_EXERCISE OBJECTIVE_:
Write only the number of lines below in which "missing" occurs.

_DATA SHOWN_:

• • • •

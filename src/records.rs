//! Row-level views of the layoff table.
//!
//! [`RawLayoff`] mirrors a source row, [`LayoffRecord`] a cleaned one. Both
//! convert to and from Arrow batches so tests and small callers can work
//! with plain structs.

use std::sync::Arc;

use arrow::{
    array::{ArrayRef, Date32Array, Int64Array, RecordBatch, StringArray},
    datatypes::Date32Type,
};
use chrono::NaiveDate;
use serde::{Deserialize, Serialize};

use crate::{
    columns,
    error::{Error, Result},
    schema,
};

/// A source row, with the event date as free text.
#[derive(Debug, Clone, PartialEq, Eq, Hash, Default, Serialize, Deserialize)]
pub struct RawLayoff {
    /// Company name.
    pub company: Option<String>,
    /// Office or city.
    pub location: Option<String>,
    /// Industry sector.
    pub industry: Option<String>,
    /// Head count laid off.
    pub total_laid_off: Option<i64>,
    /// Share of the workforce, as text.
    pub percentage_laid_off: Option<String>,
    /// Event date text, e.g. "3/14/2023".
    pub date: Option<String>,
    /// Funding stage.
    pub stage: Option<String>,
    /// Country.
    pub country: Option<String>,
    /// Funds raised, in millions.
    pub funds_raised_millions: Option<i64>,
}

/// A cleaned row.
#[derive(Debug, Clone, PartialEq, Eq, Hash, Serialize, Deserialize)]
pub struct LayoffRecord {
    /// Company name, trimmed.
    pub company: Option<String>,
    /// Office or city.
    pub location: Option<String>,
    /// Industry sector, canonicalized and backfilled.
    pub industry: Option<String>,
    /// Head count laid off.
    pub total_laid_off: Option<i64>,
    /// Share of the workforce, as text.
    pub percentage_laid_off: Option<String>,
    /// Event date.
    #[serde(rename = "date")]
    pub event_date: Option<NaiveDate>,
    /// Funding stage.
    pub stage: Option<String>,
    /// Country, trimmed and without a trailing period.
    pub country: Option<String>,
    /// Funds raised, in millions.
    pub funds_raised_millions: Option<i64>,
}

fn owned(arr: &StringArray, row: usize) -> Option<String> {
    columns::text_value(arr, row).map(str::to_string)
}

fn int(arr: &Int64Array, row: usize) -> Option<i64> {
    use arrow::array::Array;
    arr.is_valid(row).then(|| arr.value(row))
}

fn text_array<'a>(values: impl Iterator<Item = Option<&'a str>>) -> ArrayRef {
    Arc::new(values.collect::<StringArray>())
}

fn int_array(values: impl Iterator<Item = Option<i64>>) -> ArrayRef {
    Arc::new(values.collect::<Int64Array>())
}

/// Column accessors shared by both row types.
struct Columns<'a> {
    company: &'a StringArray,
    location: &'a StringArray,
    industry: &'a StringArray,
    total_laid_off: &'a Int64Array,
    percentage_laid_off: &'a StringArray,
    stage: &'a StringArray,
    country: &'a StringArray,
    funds_raised_millions: &'a Int64Array,
}

impl<'a> Columns<'a> {
    fn of(batch: &'a RecordBatch) -> Result<Self> {
        Ok(Self {
            company: columns::text(batch, schema::COMPANY)?,
            location: columns::text(batch, schema::LOCATION)?,
            industry: columns::text(batch, schema::INDUSTRY)?,
            total_laid_off: columns::int64(batch, schema::TOTAL_LAID_OFF)?,
            percentage_laid_off: columns::text(batch, schema::PERCENTAGE_LAID_OFF)?,
            stage: columns::text(batch, schema::STAGE)?,
            country: columns::text(batch, schema::COUNTRY)?,
            funds_raised_millions: columns::int64(batch, schema::FUNDS_RAISED_MILLIONS)?,
        })
    }
}

impl RawLayoff {
    /// Reads every row of a source-typed batch.
    ///
    /// # Errors
    ///
    /// Returns an error if a column is missing or `date` is not Utf8.
    pub fn from_batch(batch: &RecordBatch) -> Result<Vec<Self>> {
        let cols = Columns::of(batch)?;
        let dates = columns::text(batch, schema::DATE)?;
        Ok((0..batch.num_rows())
            .map(|row| Self {
                company: owned(cols.company, row),
                location: owned(cols.location, row),
                industry: owned(cols.industry, row),
                total_laid_off: int(cols.total_laid_off, row),
                percentage_laid_off: owned(cols.percentage_laid_off, row),
                date: owned(dates, row),
                stage: owned(cols.stage, row),
                country: owned(cols.country, row),
                funds_raised_millions: int(cols.funds_raised_millions, row),
            })
            .collect())
    }

    /// Builds a batch with [`schema::source_schema`].
    ///
    /// # Errors
    ///
    /// Returns an error if Arrow rejects the arrays.
    pub fn to_batch(records: &[Self]) -> Result<RecordBatch> {
        let arrays = vec![
            text_array(records.iter().map(|r| r.company.as_deref())),
            text_array(records.iter().map(|r| r.location.as_deref())),
            text_array(records.iter().map(|r| r.industry.as_deref())),
            int_array(records.iter().map(|r| r.total_laid_off)),
            text_array(records.iter().map(|r| r.percentage_laid_off.as_deref())),
            text_array(records.iter().map(|r| r.date.as_deref())),
            text_array(records.iter().map(|r| r.stage.as_deref())),
            text_array(records.iter().map(|r| r.country.as_deref())),
            int_array(records.iter().map(|r| r.funds_raised_millions)),
        ];
        RecordBatch::try_new(schema::source_schema(), arrays).map_err(Error::Arrow)
    }
}

impl LayoffRecord {
    /// Reads every row of a cleaned batch.
    ///
    /// # Errors
    ///
    /// Returns an error if a column is missing or `date` is not Date32.
    pub fn from_batch(batch: &RecordBatch) -> Result<Vec<Self>> {
        use arrow::array::Array;

        let cols = Columns::of(batch)?;
        let dates = columns::date32(batch, schema::DATE)?;
        (0..batch.num_rows())
            .map(|row| {
                let event_date = if dates.is_null(row) {
                    None
                } else {
                    Some(dates.value_as_date(row).ok_or_else(|| {
                        Error::transform(format!(
                            "date value {} at row {row} is out of range",
                            dates.value(row)
                        ))
                    })?)
                };
                Ok(Self {
                    company: owned(cols.company, row),
                    location: owned(cols.location, row),
                    industry: owned(cols.industry, row),
                    total_laid_off: int(cols.total_laid_off, row),
                    percentage_laid_off: owned(cols.percentage_laid_off, row),
                    event_date,
                    stage: owned(cols.stage, row),
                    country: owned(cols.country, row),
                    funds_raised_millions: int(cols.funds_raised_millions, row),
                })
            })
            .collect()
    }

    /// Builds a batch with [`schema::cleaned_schema`].
    ///
    /// # Errors
    ///
    /// Returns an error if Arrow rejects the arrays.
    pub fn to_batch(records: &[Self]) -> Result<RecordBatch> {
        let dates: Date32Array = records
            .iter()
            .map(|r| r.event_date.map(Date32Type::from_naive_date))
            .collect();
        let arrays = vec![
            text_array(records.iter().map(|r| r.company.as_deref())),
            text_array(records.iter().map(|r| r.location.as_deref())),
            text_array(records.iter().map(|r| r.industry.as_deref())),
            int_array(records.iter().map(|r| r.total_laid_off)),
            text_array(records.iter().map(|r| r.percentage_laid_off.as_deref())),
            Arc::new(dates) as ArrayRef,
            text_array(records.iter().map(|r| r.stage.as_deref())),
            text_array(records.iter().map(|r| r.country.as_deref())),
            int_array(records.iter().map(|r| r.funds_raised_millions)),
        ];
        RecordBatch::try_new(schema::cleaned_schema(), arrays).map_err(Error::Arrow)
    }
}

• • • •

_EXPECTED ANSWER_:
2